Items from a dataset
•••

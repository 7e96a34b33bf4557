//! Reconciliation passes.
//!
//! Each pass runs on its own task against a private snapshot of a cluster. The controller hands
//! out at most one pass per cluster at a time, bounded overall by the worker semaphore, and is
//! told about the result of every pass through a channel.

use std::sync::Arc;
use std::time::{Duration, Instant};

use anyhow::Result;
use kube::api::{Api, Patch, PatchParams};
use kube::client::Client;
use tokio::sync::{broadcast, mpsc, oneshot, OwnedSemaphorePermit};
use tokio::time::timeout;

use crate::config::Config;
use crate::k8s::coordination::LeaseFence;
use crate::k8s::{api_result, APP_NAME};
use crate::pipeline::{PassContext, PassOutcome, Pipeline};
use crate::recorder::EventType;
use quorum_core::crd::{DatabaseCluster, RequiredMetadata};
use quorum_core::ReconcileError;

pub(crate) const METRIC_PASSES: &str = "quorum_operator_passes_total";
pub(crate) const METRIC_PASS_DURATION: &str = "quorum_operator_pass_duration_seconds";
pub(crate) const METRIC_WATCHER_ERRORS: &str = "quorum_operator_watcher_errors";

/// The event reason of failed passes which carry no more specific reason.
const REASON_RECONCILIATION_FAILED: &str = "ReconciliationFailed";

/// Register the metrics of the reconciliation subsystem.
pub(crate) fn register_metrics() {
    metrics::register_counter!(METRIC_PASSES, metrics::Unit::Count, "the number of reconciliation passes, by outcome");
    metrics::register_histogram!(METRIC_PASS_DURATION, metrics::Unit::Seconds, "the duration of reconciliation passes");
    metrics::register_counter!(METRIC_WATCHER_ERRORS, metrics::Unit::Count, "the number of errors returned from K8s watchers");
}

/// The result of a pass, as seen by the controller.
#[derive(Debug, PartialEq)]
pub(crate) enum PassResult {
    Complete,
    /// Retry after the given minimum delay.
    Blocked(Duration),
    /// Retry with backoff.
    Failed,
    /// The pass was stopped before finishing, no retry is scheduled.
    Cancelled,
}

/// The message sent to the controller when a pass is done.
#[derive(Debug)]
pub(crate) struct PassDone {
    pub name: Arc<String>,
    pub result: PassResult,
    /// The cluster as returned by the API after its status was persisted.
    pub updated: Option<DatabaseCluster>,
}

/// Everything needed to run a single pass on its own task.
pub(crate) struct PassTask {
    pub name: Arc<String>,
    pub cluster: DatabaseCluster,
    pub ctx: PassContext,
    pub pipeline: Arc<Pipeline>,
    pub config: Arc<Config>,
    pub client: Client,
    pub fence: LeaseFence,
    pub shutdown: broadcast::Receiver<()>,
    pub cancel: oneshot::Receiver<()>,
    pub done_tx: mpsc::Sender<PassDone>,
    pub permit: OwnedSemaphorePermit,
}

impl PassTask {
    pub fn spawn(self) {
        tokio::spawn(self.run());
    }

    #[tracing::instrument(level = "debug", skip(self), fields(cluster = %self.name))]
    async fn run(self) {
        let Self {
            name,
            mut cluster,
            ctx,
            pipeline,
            config,
            client,
            fence,
            mut shutdown,
            cancel,
            done_tx,
            permit,
        } = self;
        let started = Instant::now();
        let original_status = cluster.status.clone();

        let outcome = tokio::select! {
            res = timeout(config.pass_timeout(), pipeline.run(&ctx, &mut cluster)) => Some(res),
            _ = shutdown.recv() => {
                tracing::debug!("pass cancelled by shutdown");
                None
            }
            _ = cancel => {
                tracing::debug!("pass cancelled");
                None
            }
        };
        metrics::histogram!(METRIC_PASS_DURATION, started.elapsed().as_secs_f64());

        let mut updated = None;
        let result = match outcome {
            // A pass interrupted by a timeout has made progress only through idempotent steps, so
            // it is simply retried. Its status snapshot is discarded.
            Some(Err(_elapsed)) => {
                tracing::error!(timeout = ?config.pass_timeout(), "reconciliation pass timed out");
                metrics::increment_counter!(METRIC_PASSES, "outcome" => "timeout");
                PassResult::Failed
            }
            None => PassResult::Cancelled,
            Some(Ok(outcome)) => {
                metrics::increment_counter!(METRIC_PASSES, "outcome" => outcome.label());
                let mut result = match &outcome {
                    PassOutcome::Complete => {
                        tracing::info!(generation = cluster.generation(), "cluster reconciled");
                        PassResult::Complete
                    }
                    PassOutcome::Blocked { step, reason, requeue_after, .. } => {
                        tracing::info!(%step, %reason, "reconciliation blocked");
                        PassResult::Blocked(*requeue_after)
                    }
                    PassOutcome::Failed { step, error, .. } => {
                        tracing::error!(%step, error = ?error, "reconciliation failed");
                        record_failure(&ctx, &cluster, step, error).await;
                        PassResult::Failed
                    }
                };

                if cluster.status != original_status {
                    match persist_status(&client, &fence, &config, &cluster).await {
                        Ok(cluster) => updated = Some(cluster),
                        Err(err) => {
                            tracing::error!(error = ?err, "error persisting cluster status");
                            result = PassResult::Failed;
                        }
                    }
                }
                result
            }
        };

        // Free the worker before reporting, so that the controller can hand out the next pass.
        drop(permit);
        let _ = done_tx.send(PassDone { name, result, updated }).await;
    }
}

/// Persist the status of the given cluster using Server-Side Apply.
///
/// The resource version of the snapshot is sent along, so a status computed from stale data is
/// rejected by the API server.
#[tracing::instrument(level = "debug", skip(client, fence, config, cluster), fields(cluster = %cluster.name()))]
async fn persist_status(client: &Client, fence: &LeaseFence, config: &Config, cluster: &DatabaseCluster) -> Result<DatabaseCluster> {
    fence.check().await?;
    let api: Api<DatabaseCluster> = Api::namespaced(client.clone(), cluster.namespace());
    let mut params = PatchParams::apply(APP_NAME);
    params.force = true;
    let mut cluster = cluster.clone();
    cluster.metadata.managed_fields = None;
    let updated = api_result(
        timeout(config.api_timeout(), api.patch_status(cluster.name(), &params, &Patch::Apply(&cluster))).await,
        "updating cluster status",
    )?;
    Ok(updated)
}

/// Record a Warning event for a pass which failed in the given step.
///
/// The event reason is the one of the underlying `ReconcileError`, if any.
pub(crate) async fn record_failure(ctx: &PassContext, cluster: &DatabaseCluster, step: &str, error: &anyhow::Error) {
    let reason = error
        .downcast_ref::<ReconcileError>()
        .map(ReconcileError::reason)
        .unwrap_or(REASON_RECONCILIATION_FAILED);
    ctx.recorder
        .record(cluster, EventType::Warning, reason, &format!("step {} failed: {:#}", step, error))
        .await;
}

•••

**Task goal**
Once you reach the line with "pub(crate) const METRIC_WATCHER_ERRORS: &str" in the data above, copy it and every line after it exactly, up to and including the line with "pub fn spawn(self)".

**Solution to this exercise**
pub(crate) const METRIC_WATCHER_ERRORS: &str = "quorum_operator_watcher_errors";

/// The event reason of failed passes which carry no more specific reason.
const REASON_RECONCILIATION_FAILED: &str = "ReconciliationFailed";

/// Register the metrics of the reconciliation subsystem.
pub(crate) fn register_metrics() {
    metrics::register_counter!(METRIC_PASSES, metrics::Unit::Count, "the number of reconciliation passes, by outcome");
    metrics::register_histogram!(METRIC_PASS_DURATION, metrics::Unit::Seconds, "the duration of reconciliation passes");
    metrics::register_counter!(METRIC_WATCHER_ERRORS, metrics::Unit::Count, "the number of errors returned from K8s watchers");
}

/// The result of a pass, as seen by the controller.
#[derive(Debug, PartialEq)]
pub(crate) enum PassResult {
    Complete,
    /// Retry after the given minimum delay.
    Blocked(Duration),
    /// Retry with backoff.
    Failed,
    /// The pass was stopped before finishing, no retry is scheduled.
    Cancelled,
}

/// The message sent to the controller when a pass is done.
#[derive(Debug)]
pub(crate) struct PassDone {
    pub name: Arc<String>,
    pub result: PassResult,
    /// The cluster as returned by the API after its status was persisted.
    pub updated: Option<DatabaseCluster>,
}

/// Everything needed to run a single pass on its own task.
pub(crate) struct PassTask {
    pub name: Arc<String>,
    pub cluster: DatabaseCluster,
    pub ctx: PassContext,
    pub pipeline: Arc<Pipeline>,
    pub config: Arc<Config>,
    pub client: Client,
    pub fence: LeaseFence,
    pub shutdown: broadcast::Receiver<()>,
    pub cancel: oneshot::Receiver<()>,
    pub done_tx: mpsc::Sender<PassDone>,
    pub permit: OwnedSemaphorePermit,
}

impl PassTask {
    pub fn spawn(self) {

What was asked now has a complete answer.